use crate::config::ApiSettings;
use crate::domain::check_bundle::{
    Broker, CheckBundle, CheckBundleMetrics, CheckBundleQuery, CidKind,
};
use crate::domain::errors::ApiError;
use crate::domain::ports::CheckApi;
use crate::infrastructure::core::HttpClientFactory;
use async_trait::async_trait;
use reqwest::{Method, Response, StatusCode};
use reqwest_middleware::ClientWithMiddleware;
use serde::Serialize;
use serde::de::DeserializeOwned;
use tracing::debug;
use url::Url;

const AUTH_TOKEN_HEADER: &str = "X-Circonus-Auth-Token";
const APP_NAME_HEADER: &str = "X-Circonus-App-Name";

/// Check-management API client.
pub struct CirconusApiClient {
    client: ClientWithMiddleware,
    base_url: String,
    token: String,
    app: String,
}

impl CirconusApiClient {
    pub fn new(settings: &ApiSettings) -> Self {
        Self::with_client(settings, HttpClientFactory::create_api_client())
    }

    pub fn with_client(settings: &ApiSettings, client: ClientWithMiddleware) -> Self {
        Self {
            client,
            base_url: settings.url.as_str().trim_end_matches('/').to_string(),
            token: settings.token.clone(),
            app: settings.app.clone(),
        }
    }

    fn endpoint(&self, path: &str) -> String {
        format!("{}{}", self.base_url, path)
    }

    async fn send(
        &self,
        method: Method,
        url: &str,
        body: Option<Vec<u8>>,
    ) -> Result<Response, ApiError> {
        debug!("CirconusApiClient: {} {}", method, url);
        let mut request = self
            .client
            .request(method, url)
            .header(AUTH_TOKEN_HEADER, &self.token)
            .header(APP_NAME_HEADER, &self.app)
            .header("Accept", "application/json");
        if let Some(body) = body {
            request = request
                .header("Content-Type", "application/json")
                .body(body);
        }

        request.send().await.map_err(|e| ApiError::Transport {
            url: url.to_string(),
            reason: e.to_string(),
        })
    }

    async fn get<T: DeserializeOwned>(&self, url: &str, cid: Option<&str>) -> Result<T, ApiError> {
        let response = self.send(Method::GET, url, None).await?;
        decode(url, cid, response).await
    }

    async fn send_json<B: Serialize, T: DeserializeOwned>(
        &self,
        method: Method,
        url: &str,
        cid: Option<&str>,
        body: &B,
    ) -> Result<T, ApiError> {
        let payload = serde_json::to_vec(body).map_err(|e| ApiError::Decode {
            url: url.to_string(),
            reason: e.to_string(),
        })?;
        let response = self.send(method, url, Some(payload)).await?;
        decode(url, cid, response).await
    }
}

async fn decode<T: DeserializeOwned>(
    url: &str,
    cid: Option<&str>,
    response: Response,
) -> Result<T, ApiError> {
    let status = response.status();
    if status == StatusCode::NOT_FOUND {
        return Err(ApiError::NotFound {
            cid: cid.unwrap_or(url).to_string(),
        });
    }
    let text = response.text().await.map_err(|e| ApiError::Transport {
        url: url.to_string(),
        reason: e.to_string(),
    })?;
    if !status.is_success() {
        return Err(ApiError::Status {
            url: url.to_string(),
            status: status.as_u16(),
            body: text,
        });
    }
    serde_json::from_str(&text).map_err(|e| ApiError::Decode {
        url: url.to_string(),
        reason: e.to_string(),
    })
}

#[async_trait]
impl CheckApi for CirconusApiClient {
    async fn fetch_check_bundle(&self, cid: &str) -> Result<CheckBundle, ApiError> {
        CidKind::CheckBundle.validate(cid)?;
        self.get(&self.endpoint(cid), Some(cid)).await
    }

    async fn search_check_bundles(
        &self,
        query: &CheckBundleQuery,
    ) -> Result<Vec<CheckBundle>, ApiError> {
        // reqwest-middleware has no .query(), so the query string goes on the Url
        let raw = self.endpoint("/check_bundle");
        let mut url = Url::parse(&raw).map_err(|e| ApiError::Transport {
            url: raw.clone(),
            reason: e.to_string(),
        })?;
        url.query_pairs_mut()
            .append_pair("search", &query.to_search());
        self.get(url.as_str(), None).await
    }

    async fn create_check_bundle(&self, bundle: &CheckBundle) -> Result<CheckBundle, ApiError> {
        let url = self.endpoint("/check_bundle");
        self.send_json(Method::POST, &url, None, bundle).await
    }

    async fn fetch_brokers(&self) -> Result<Vec<Broker>, ApiError> {
        self.get(&self.endpoint("/broker"), None).await
    }

    async fn fetch_check_bundle_metrics(&self, cid: &str) -> Result<CheckBundleMetrics, ApiError> {
        CidKind::CheckBundleMetrics.validate(cid)?;
        self.get(&self.endpoint(cid), Some(cid)).await
    }

    async fn update_check_bundle_metrics(
        &self,
        metrics: &CheckBundleMetrics,
    ) -> Result<CheckBundleMetrics, ApiError> {
        CidKind::CheckBundleMetrics.validate(&metrics.cid)?;
        let url = self.endpoint(&metrics.cid);
        self.send_json(Method::PUT, &url, Some(&metrics.cid), metrics)
            .await
    }
}

#[cfg(test)]
mod tests {
    use super::*;
    use crate::domain::check_bundle::HTTPTRAP_CHECK_TYPE;
    use httpmock::prelude::*;

    fn client_for(server: &MockServer) -> CirconusApiClient {
        let settings = ApiSettings {
            token: "abc123".to_string(),
            app: "trapmetrics".to_string(),
            url: Url::parse(&server.url("/v2")).expect("url"),
        };
        // no retries, so error-path tests see exactly one request
        let client = reqwest_middleware::ClientBuilder::new(reqwest::Client::new()).build();
        CirconusApiClient::with_client(&settings, client)
    }

    #[tokio::test]
    async fn test_fetch_check_bundle_sends_credentials() {
        let server = MockServer::start_async().await;
        let mock = server
            .mock_async(|when, then| {
                when.method(GET)
                    .path("/v2/check_bundle/1234")
                    .header("X-Circonus-Auth-Token", "abc123")
                    .header("X-Circonus-App-Name", "trapmetrics");
                then.status(200).body(
                    r#"{"_cid":"/check_bundle/1234","brokers":["/broker/1"],
                        "config":{"submission_url":"https://trap.example/x"},
                        "status":"active","target":"web01","type":"httptrap"}"#,
                );
            })
            .await;

        let bundle = client_for(&server)
            .fetch_check_bundle("/check_bundle/1234")
            .await
            .expect("bundle");

        mock.assert_async().await;
        assert_eq!(bundle.cid, "/check_bundle/1234");
        assert_eq!(bundle.submission_url(), Some("https://trap.example/x"));
    }

    #[tokio::test]
    async fn test_invalid_cid_makes_no_request() {
        let server = MockServer::start_async().await;
        let mock = server
            .mock_async(|_when, then| {
                then.status(200).body("{}");
            })
            .await;

        let err = client_for(&server)
            .fetch_check_bundle("/invalid")
            .await
            .unwrap_err();

        assert_eq!(err.to_string(), "Invalid check bundle CID [/invalid]");
        mock.assert_hits_async(0).await;
    }

    #[tokio::test]
    async fn test_missing_bundle_is_not_found() {
        let server = MockServer::start_async().await;
        server
            .mock_async(|when, then| {
                when.method(GET).path("/v2/check_bundle/9");
                then.status(404).body(r#"{"code":404}"#);
            })
            .await;

        let err = client_for(&server)
            .fetch_check_bundle("/check_bundle/9")
            .await
            .unwrap_err();
        assert_eq!(
            err,
            ApiError::NotFound {
                cid: "/check_bundle/9".to_string()
            }
        );
    }

    #[tokio::test]
    async fn test_search_passes_expression() {
        let server = MockServer::start_async().await;
        let mock = server
            .mock_async(|when, then| {
                when.method(GET)
                    .path("/v2/check_bundle")
                    .query_param("search", r#"(active:1)(type:"httptrap")(host:"web01")"#);
                then.status(200).body(r#"[{"_cid":"/check_bundle/1","type":"httptrap"}]"#);
            })
            .await;

        let query = CheckBundleQuery {
            target: "web01".to_string(),
            check_type: HTTPTRAP_CHECK_TYPE.to_string(),
            search_tag: None,
        };
        let found = client_for(&server)
            .search_check_bundles(&query)
            .await
            .expect("search");

        mock.assert_async().await;
        assert_eq!(found.len(), 1);
    }

    #[tokio::test]
    async fn test_server_error_carries_status_and_body() {
        let server = MockServer::start_async().await;
        server
            .mock_async(|when, then| {
                when.method(POST).path("/v2/check_bundle");
                then.status(403).body("forbidden");
            })
            .await;

        let err = client_for(&server)
            .create_check_bundle(&CheckBundle::default())
            .await
            .unwrap_err();
        assert!(matches!(err, ApiError::Status { status: 403, ref body, .. } if body == "forbidden"));
    }

    #[tokio::test]
    async fn test_update_check_bundle_metrics() {
        let server = MockServer::start_async().await;
        let mock = server
            .mock_async(|when, then| {
                when.method(PUT)
                    .path("/v2/check_bundle_metrics/7")
                    .body_includes(r#""tags":["env:prod"]"#);
                then.status(200).body(
                    r#"{"_cid":"/check_bundle_metrics/7",
                        "metrics":[{"name":"latency","type":"histogram","status":"active","tags":["env:prod"]}]}"#,
                );
            })
            .await;

        let update = CheckBundleMetrics {
            cid: "/check_bundle_metrics/7".to_string(),
            metrics: vec![crate::domain::check_bundle::CheckBundleMetric {
                name: "latency".to_string(),
                metric_type: "histogram".to_string(),
                status: "active".to_string(),
                tags: vec!["env:prod".to_string()],
                units: None,
            }],
        };
        let stored = client_for(&server)
            .update_check_bundle_metrics(&update)
            .await
            .expect("update");

        mock.assert_async().await;
        assert_eq!(stored, update);
    }
}
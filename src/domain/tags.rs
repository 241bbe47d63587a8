//! Tag parsing and the inline stream-tag metric name form `name|ST[k:v,...]`.

use crate::domain::errors::TagError;
use std::fmt;

const STREAM_TAG_OPEN: &str = "|ST[";
const STREAM_TAG_CLOSE: char = ']';

/// A single `key:value` tag. A bare `key` carries an empty value.
#[derive(Debug, Clone, PartialEq, Eq)]
pub struct Tag {
    pub key: String,
    pub value: String,
}

impl Tag {
    pub fn parse(raw: &str) -> Result<Tag, TagError> {
        let mut parts = raw.splitn(3, ':');
        let key = parts.next().unwrap_or_default();
        let value = parts.next().unwrap_or_default();
        if parts.next().is_some() {
            return Err(TagError::Malformed {
                tag: raw.to_string(),
            });
        }
        if key.is_empty() {
            return Err(TagError::EmptyKey {
                tag: raw.to_string(),
            });
        }
        Ok(Tag {
            key: key.to_string(),
            value: value.to_string(),
        })
    }
}

impl fmt::Display for Tag {
    fn fmt(&self, f: &mut fmt::Formatter<'_>) -> fmt::Result {
        write!(f, "{}:{}", self.key, self.value)
    }
}

/// Ordered tags with unique keys; merging an existing key replaces its value
/// in place.
#[derive(Debug, Clone, Default, PartialEq, Eq)]
pub struct TagSet {
    tags: Vec<Tag>,
}

impl TagSet {
    pub fn new() -> Self {
        Self::default()
    }

    /// Parses every tag or none of them.
    pub fn parse_all<S: AsRef<str>>(raw: &[S]) -> Result<TagSet, TagError> {
        let mut set = TagSet::new();
        for tag in raw {
            set.insert(Tag::parse(tag.as_ref())?);
        }
        Ok(set)
    }

    pub fn insert(&mut self, tag: Tag) {
        match self.tags.iter_mut().find(|t| t.key == tag.key) {
            Some(existing) => existing.value = tag.value,
            None => self.tags.push(tag),
        }
    }

    /// Folds `other` into `self`, last value per key wins.
    pub fn merge(&mut self, other: TagSet) {
        for tag in other.tags {
            self.insert(tag);
        }
    }

    pub fn get(&self, key: &str) -> Option<&str> {
        self.tags
            .iter()
            .find(|t| t.key == key)
            .map(|t| t.value.as_str())
    }

    pub fn len(&self) -> usize {
        self.tags.len()
    }

    pub fn is_empty(&self) -> bool {
        self.tags.is_empty()
    }

    pub fn iter(&self) -> impl Iterator<Item = &Tag> {
        self.tags.iter()
    }

    /// Tags rendered as `key:value` strings, in order.
    pub fn to_strings(&self) -> Vec<String> {
        self.tags.iter().map(Tag::to_string).collect()
    }
}

impl fmt::Display for TagSet {
    fn fmt(&self, f: &mut fmt::Formatter<'_>) -> fmt::Result {
        for (i, tag) in self.tags.iter().enumerate() {
            if i > 0 {
                f.write_str(",")?;
            }
            write!(f, "{tag}")?;
        }
        Ok(())
    }
}

/// A metric name split into its base and its inline stream tags.
#[derive(Debug, Clone, PartialEq, Eq)]
pub struct MetricName {
    pub base: String,
    pub tags: TagSet,
}

impl MetricName {
    /// Splits `name|ST[...]`. A name without the suffix has no tags.
    pub fn parse(name: &str) -> Result<MetricName, TagError> {
        let Some(start) = name.find(STREAM_TAG_OPEN) else {
            return Ok(MetricName {
                base: name.to_string(),
                tags: TagSet::new(),
            });
        };
        let inner = &name[start + STREAM_TAG_OPEN.len()..];
        let Some(inner) = inner.strip_suffix(STREAM_TAG_CLOSE) else {
            return Err(TagError::Malformed {
                tag: name[start..].to_string(),
            });
        };
        let raw: Vec<&str> = if inner.is_empty() {
            Vec::new()
        } else {
            inner.split(',').collect()
        };
        Ok(MetricName {
            base: name[..start].to_string(),
            tags: TagSet::parse_all(&raw)?,
        })
    }

    /// Canonical form; a name without tags renders as the bare base.
    pub fn render(&self) -> String {
        if self.tags.is_empty() {
            self.base.clone()
        } else {
            format!("{}{STREAM_TAG_OPEN}{}{STREAM_TAG_CLOSE}", self.base, self.tags)
        }
    }

    pub fn with_stream_tags(base: &str, tags: TagSet) -> String {
        MetricName {
            base: base.to_string(),
            tags,
        }
        .render()
    }
}

#[cfg(test)]
mod tests {
    use super::*;

    #[test]
    fn test_tag_parse() {
        assert_eq!(
            Tag::parse("env:prod").expect("valid"),
            Tag {
                key: "env".to_string(),
                value: "prod".to_string()
            }
        );
        assert_eq!(Tag::parse("canary").expect("valid").value, "");
        assert!(matches!(
            Tag::parse("badtag:a:b"),
            Err(TagError::Malformed { .. })
        ));
        assert!(matches!(Tag::parse(":v"), Err(TagError::EmptyKey { .. })));
    }

    #[test]
    fn test_tagset_last_value_wins_in_place() {
        let set = TagSet::parse_all(&["env:prod", "zone:a", "env:staging"]).expect("valid");
        assert_eq!(set.to_string(), "env:staging,zone:a");
    }

    #[test]
    fn test_parse_all_is_all_or_nothing() {
        let result = TagSet::parse_all(&["env:prod", "x:y:z"]);
        assert!(result.is_err());
    }

    #[test]
    fn test_metric_name_round_trip() {
        let name = MetricName::parse("latency|ST[env:prod,zone:a]").expect("valid");
        assert_eq!(name.base, "latency");
        assert_eq!(name.tags.get("zone"), Some("a"));
        assert_eq!(name.render(), "latency|ST[env:prod,zone:a]");
    }

    #[test]
    fn test_metric_name_without_tags() {
        let name = MetricName::parse("latency").expect("valid");
        assert!(name.tags.is_empty());
        assert_eq!(name.render(), "latency");
        assert_eq!(MetricName::parse("latency|ST[]").expect("valid").render(), "latency");
    }

    #[test]
    fn test_unterminated_stream_tags_rejected() {
        assert!(MetricName::parse("latency|ST[env:prod").is_err());
    }
}
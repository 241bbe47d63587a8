use crate::config::Config;
use crate::domain::errors::ConfigError;
use std::env;
use std::sync::Mutex;
use std::sync::OnceLock;
use std::time::Duration;

// Global lock to prevent race conditions when modifying environment variables in tests
static ENV_LOCK: OnceLock<Mutex<()>> = OnceLock::new();

fn get_env_lock() -> &'static Mutex<()> {
    ENV_LOCK.get_or_init(|| Mutex::new(()))
}

const SUBMISSION_URL: &str = "http://127.0.0.1:56104/blah/blah";

fn with_url() -> Config {
    Config::with_submission_url(SUBMISSION_URL)
}

#[test]
fn test_config_from_env() {
    let _guard = get_env_lock().lock().unwrap();
    // SAFETY: env mutation is serialized by ENV_LOCK
    unsafe {
        env::set_var("TRAPMETRICS_SUBMISSION_URL", SUBMISSION_URL);
        env::set_var("TRAPMETRICS_INTERVAL", "30s");
        env::set_var("TRAPMETRICS_RESET_GAUGES", "1");
        env::set_var("TRAPMETRICS_CHECK_TAGS", "env:prod, team:core");
        env::set_var("TRAPMETRICS_METRIC_FILTERS", r#"[["allow","^.+$",""]]"#);
    }

    let settings = Config::from_env().unwrap().validate().unwrap();

    assert_eq!(settings.interval, Duration::from_secs(30));
    assert!(settings.reset.gauges);
    assert_eq!(settings.check.tags, vec!["env:prod", "team:core"]);
    assert!(settings.check.uses_metric_rules());

    // Cleanup
    unsafe {
        env::remove_var("TRAPMETRICS_SUBMISSION_URL");
        env::remove_var("TRAPMETRICS_INTERVAL");
        env::remove_var("TRAPMETRICS_RESET_GAUGES");
        env::remove_var("TRAPMETRICS_CHECK_TAGS");
        env::remove_var("TRAPMETRICS_METRIC_FILTERS");
    }
}

#[test]
fn test_config_from_env_bad_filters() {
    let _guard = get_env_lock().lock().unwrap();
    unsafe {
        env::set_var("TRAPMETRICS_METRIC_FILTERS", "allow everything");
    }

    assert!(matches!(Config::from_env(), Err(ConfigError::Parse(_))));

    unsafe {
        env::remove_var("TRAPMETRICS_METRIC_FILTERS");
    }
}

#[test]
fn test_config_from_toml() {
    let raw = r#"
        [flush]
        interval = "1m30s"
        reset_counters = "false"
        debug = "true"

        [check]
        api_token = "abc123"
        target = "web01"
        tags = ["env:prod"]
        metric_filters = [["allow", "^.+$", ""]]
    "#;

    let settings = Config::from_toml_str(raw).unwrap().validate().unwrap();

    assert_eq!(settings.interval, Duration::from_secs(90));
    assert!(!settings.reset.counters);
    assert!(settings.debug);
    assert_eq!(settings.check.target, "web01");
    assert!(settings.check.submission_url.is_none());
    assert!(settings.check.api.is_some());
}

#[test]
fn test_config_toml_syntax_error() {
    assert!(matches!(
        Config::from_toml_str("[flush\ninterval = 3"),
        Err(ConfigError::Parse(_))
    ));
}

#[test]
fn test_no_api_token_no_submission_url() {
    let err = Config::default().validate().unwrap_err();
    assert_eq!(
        err.to_string(),
        "invalid check manager configuration (no API token AND no submission url)"
    );
}

#[test]
fn test_flush_interval() {
    let mut good = with_url();
    good.flush.interval = "30s".to_string();
    assert_eq!(good.validate().unwrap().interval, Duration::from_secs(30));

    let mut bad = with_url();
    bad.flush.interval = "thirty seconds".to_string();
    assert!(matches!(
        bad.validate(),
        Err(ConfigError::InvalidDuration { option: "interval", .. })
    ));
}

#[test]
fn test_reset_flags_accept_true_and_one() {
    for value in ["true", "1"] {
        let mut config = with_url();
        config.flush.reset_counters = value.to_string();
        config.flush.reset_gauges = value.to_string();
        config.flush.reset_histograms = value.to_string();
        config.flush.reset_text = value.to_string();

        let reset = config.validate().unwrap().reset;
        assert!(reset.counters && reset.gauges && reset.histograms && reset.text);
    }
}

#[test]
fn test_debug_from_env_rejects_yes() {
    let _guard = get_env_lock().lock().unwrap();
    unsafe {
        env::set_var("TRAPMETRICS_SUBMISSION_URL", SUBMISSION_URL);
        env::set_var("TRAPMETRICS_DEBUG", "yes");
    }

    let result = Config::from_env().unwrap().validate();
    assert_eq!(
        result,
        Err(ConfigError::InvalidBool {
            option: "debug",
            value: "yes".to_string()
        })
    );

    unsafe {
        env::remove_var("TRAPMETRICS_SUBMISSION_URL");
        env::remove_var("TRAPMETRICS_DEBUG");
    }
}

#[test]
fn test_reset_flags_reject_yes() {
    let options: [(&str, fn(&mut Config)); 4] = [
        ("reset_counters", |c| c.flush.reset_counters = "yes".to_string()),
        ("reset_gauges", |c| c.flush.reset_gauges = "yes".to_string()),
        ("reset_histograms", |c| c.flush.reset_histograms = "yes".to_string()),
        ("reset_text", |c| c.flush.reset_text = "yes".to_string()),
    ];

    for (option, apply) in options {
        let mut config = with_url();
        apply(&mut config);
        assert_eq!(
            config.validate(),
            Err(ConfigError::InvalidBool {
                option,
                value: "yes".to_string()
            })
        );
    }
}
//! Metric kinds, values and the serialized snapshot sent to the trap.

use serde::ser::{Serialize, SerializeStruct, Serializer};
use std::collections::BTreeMap;
use std::fmt;

/// The four metric families the registry stores separately.
#[derive(Debug, Clone, Copy, PartialEq, Eq, Hash)]
pub enum MetricKind {
    Counter,
    Gauge,
    Histogram,
    Text,
}

impl MetricKind {
    pub fn as_str(&self) -> &'static str {
        match self {
            MetricKind::Counter => "counter",
            MetricKind::Gauge => "gauge",
            MetricKind::Histogram => "histogram",
            MetricKind::Text => "text",
        }
    }
}

impl fmt::Display for MetricKind {
    fn fmt(&self, f: &mut fmt::Formatter<'_>) -> fmt::Result {
        f.write_str(self.as_str())
    }
}

/// Which metric kinds a snapshot clears after reading.
#[derive(Debug, Clone, Copy, PartialEq, Eq)]
pub struct ResetPolicy {
    pub counters: bool,
    pub gauges: bool,
    pub histograms: bool,
    pub text: bool,
}

impl ResetPolicy {
    /// Nothing is cleared; every snapshot is cumulative.
    pub const NONE: ResetPolicy = ResetPolicy {
        counters: false,
        gauges: false,
        histograms: false,
        text: false,
    };

    pub fn resets(&self, kind: MetricKind) -> bool {
        match kind {
            MetricKind::Counter => self.counters,
            MetricKind::Gauge => self.gauges,
            MetricKind::Histogram => self.histograms,
            MetricKind::Text => self.text,
        }
    }
}

impl Default for ResetPolicy {
    /// Rates (counters, histograms) reset; last-known state (gauges, text) is kept.
    fn default() -> Self {
        ResetPolicy {
            counters: true,
            gauges: false,
            histograms: true,
            text: false,
        }
    }
}

/// A gauge reading, keeping the numeric kind it was written with.
#[derive(Debug, Clone, Copy, PartialEq)]
pub enum GaugeValue {
    Int(i64),
    Uint(u64),
    Float(f64),
}

impl GaugeValue {
    /// Wire type tag for this numeric kind.
    pub fn type_code(&self) -> &'static str {
        match self {
            GaugeValue::Int(_) => "l",
            GaugeValue::Uint(_) => "L",
            GaugeValue::Float(_) => "n",
        }
    }

    /// Adds `delta`, keeping integer arithmetic when both sides are integers.
    pub fn add(self, delta: GaugeValue) -> GaugeValue {
        match (self, delta) {
            (GaugeValue::Int(a), GaugeValue::Int(b)) => GaugeValue::Int(a.wrapping_add(b)),
            (GaugeValue::Uint(a), GaugeValue::Uint(b)) => GaugeValue::Uint(a.wrapping_add(b)),
            (GaugeValue::Int(a), GaugeValue::Uint(b)) | (GaugeValue::Uint(b), GaugeValue::Int(a)) => {
                GaugeValue::Int(a.wrapping_add(b as i64))
            }
            (a, b) => GaugeValue::Float(a.as_f64() + b.as_f64()),
        }
    }

    pub fn as_f64(&self) -> f64 {
        match *self {
            GaugeValue::Int(v) => v as f64,
            GaugeValue::Uint(v) => v as f64,
            GaugeValue::Float(v) => v,
        }
    }
}

impl From<i64> for GaugeValue {
    fn from(v: i64) -> Self {
        GaugeValue::Int(v)
    }
}

impl From<i32> for GaugeValue {
    fn from(v: i32) -> Self {
        GaugeValue::Int(v as i64)
    }
}

impl From<u64> for GaugeValue {
    fn from(v: u64) -> Self {
        GaugeValue::Uint(v)
    }
}

impl From<u32> for GaugeValue {
    fn from(v: u32) -> Self {
        GaugeValue::Uint(v as u64)
    }
}

impl From<f64> for GaugeValue {
    fn from(v: f64) -> Self {
        GaugeValue::Float(v)
    }
}

/// One captured metric, as it appears on the wire.
#[derive(Debug, Clone, PartialEq)]
pub enum MetricValue {
    Counter(i64),
    Gauge(GaugeValue),
    Histogram(Vec<String>),
    Text(String),
}

impl MetricValue {
    pub fn kind(&self) -> MetricKind {
        match self {
            MetricValue::Counter(_) => MetricKind::Counter,
            MetricValue::Gauge(_) => MetricKind::Gauge,
            MetricValue::Histogram(_) => MetricKind::Histogram,
            MetricValue::Text(_) => MetricKind::Text,
        }
    }
}

impl Serialize for MetricValue {
    fn serialize<S: Serializer>(&self, serializer: S) -> Result<S::Ok, S::Error> {
        let mut state = serializer.serialize_struct("MetricValue", 2)?;
        match self {
            MetricValue::Counter(v) => {
                state.serialize_field("_type", "L")?;
                state.serialize_field("_value", v)?;
            }
            MetricValue::Gauge(g) => {
                state.serialize_field("_type", g.type_code())?;
                match g {
                    GaugeValue::Int(v) => state.serialize_field("_value", v)?,
                    GaugeValue::Uint(v) => state.serialize_field("_value", v)?,
                    GaugeValue::Float(v) => state.serialize_field("_value", v)?,
                }
            }
            MetricValue::Histogram(buckets) => {
                state.serialize_field("_type", "n")?;
                state.serialize_field("_value", buckets)?;
            }
            MetricValue::Text(s) => {
                state.serialize_field("_type", "s")?;
                state.serialize_field("_value", s)?;
            }
        }
        state.end()
    }
}

/// Everything captured by one registry snapshot, keyed by full metric name.
#[derive(Debug, Clone, Default, PartialEq)]
pub struct MetricSnapshot {
    metrics: BTreeMap<String, MetricValue>,
}

impl MetricSnapshot {
    pub fn new() -> Self {
        Self::default()
    }

    pub fn insert(&mut self, name: String, value: MetricValue) {
        self.metrics.insert(name, value);
    }

    pub fn get(&self, name: &str) -> Option<&MetricValue> {
        self.metrics.get(name)
    }

    pub fn len(&self) -> usize {
        self.metrics.len()
    }

    pub fn is_empty(&self) -> bool {
        self.metrics.is_empty()
    }

    pub fn iter(&self) -> impl Iterator<Item = (&String, &MetricValue)> {
        self.metrics.iter()
    }

    /// Number of captured metrics of one kind.
    pub fn count_of(&self, kind: MetricKind) -> usize {
        self.metrics.values().filter(|v| v.kind() == kind).count()
    }

    /// Renders the trap submission body.
    pub fn to_json(&self) -> Result<Vec<u8>, serde_json::Error> {
        serde_json::to_vec(&self.metrics)
    }
}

####################

Reproduce, exactly and without additions, the run of lines from the start of the listing above to the line bearing "client: ClientWithMiddleware) ->", inclusive.

use crate::config::ApiSettings;
use crate::domain::check_bundle::{
    Broker, CheckBundle, CheckBundleMetrics, CheckBundleQuery, CidKind,
};
use crate::domain::errors::ApiError;
use crate::domain::ports::CheckApi;
use crate::infrastructure::core::HttpClientFactory;
use async_trait::async_trait;
use reqwest::{Method, Response, StatusCode};
use reqwest_middleware::ClientWithMiddleware;
use serde::Serialize;
use serde::de::DeserializeOwned;
use tracing::debug;
use url::Url;

const AUTH_TOKEN_HEADER: &str = "X-Circonus-Auth-Token";
const APP_NAME_HEADER: &str = "X-Circonus-App-Name";

/// Check-management API client.
pub struct CirconusApiClient {
    client: ClientWithMiddleware,
    base_url: String,
    token: String,
    app: String,
}

impl CirconusApiClient {
    pub fn new(settings: &ApiSettings) -> Self {
        Self::with_client(settings, HttpClientFactory::create_api_client())
    }

    pub fn with_client(settings: &ApiSettings, client: ClientWithMiddleware) -> Self {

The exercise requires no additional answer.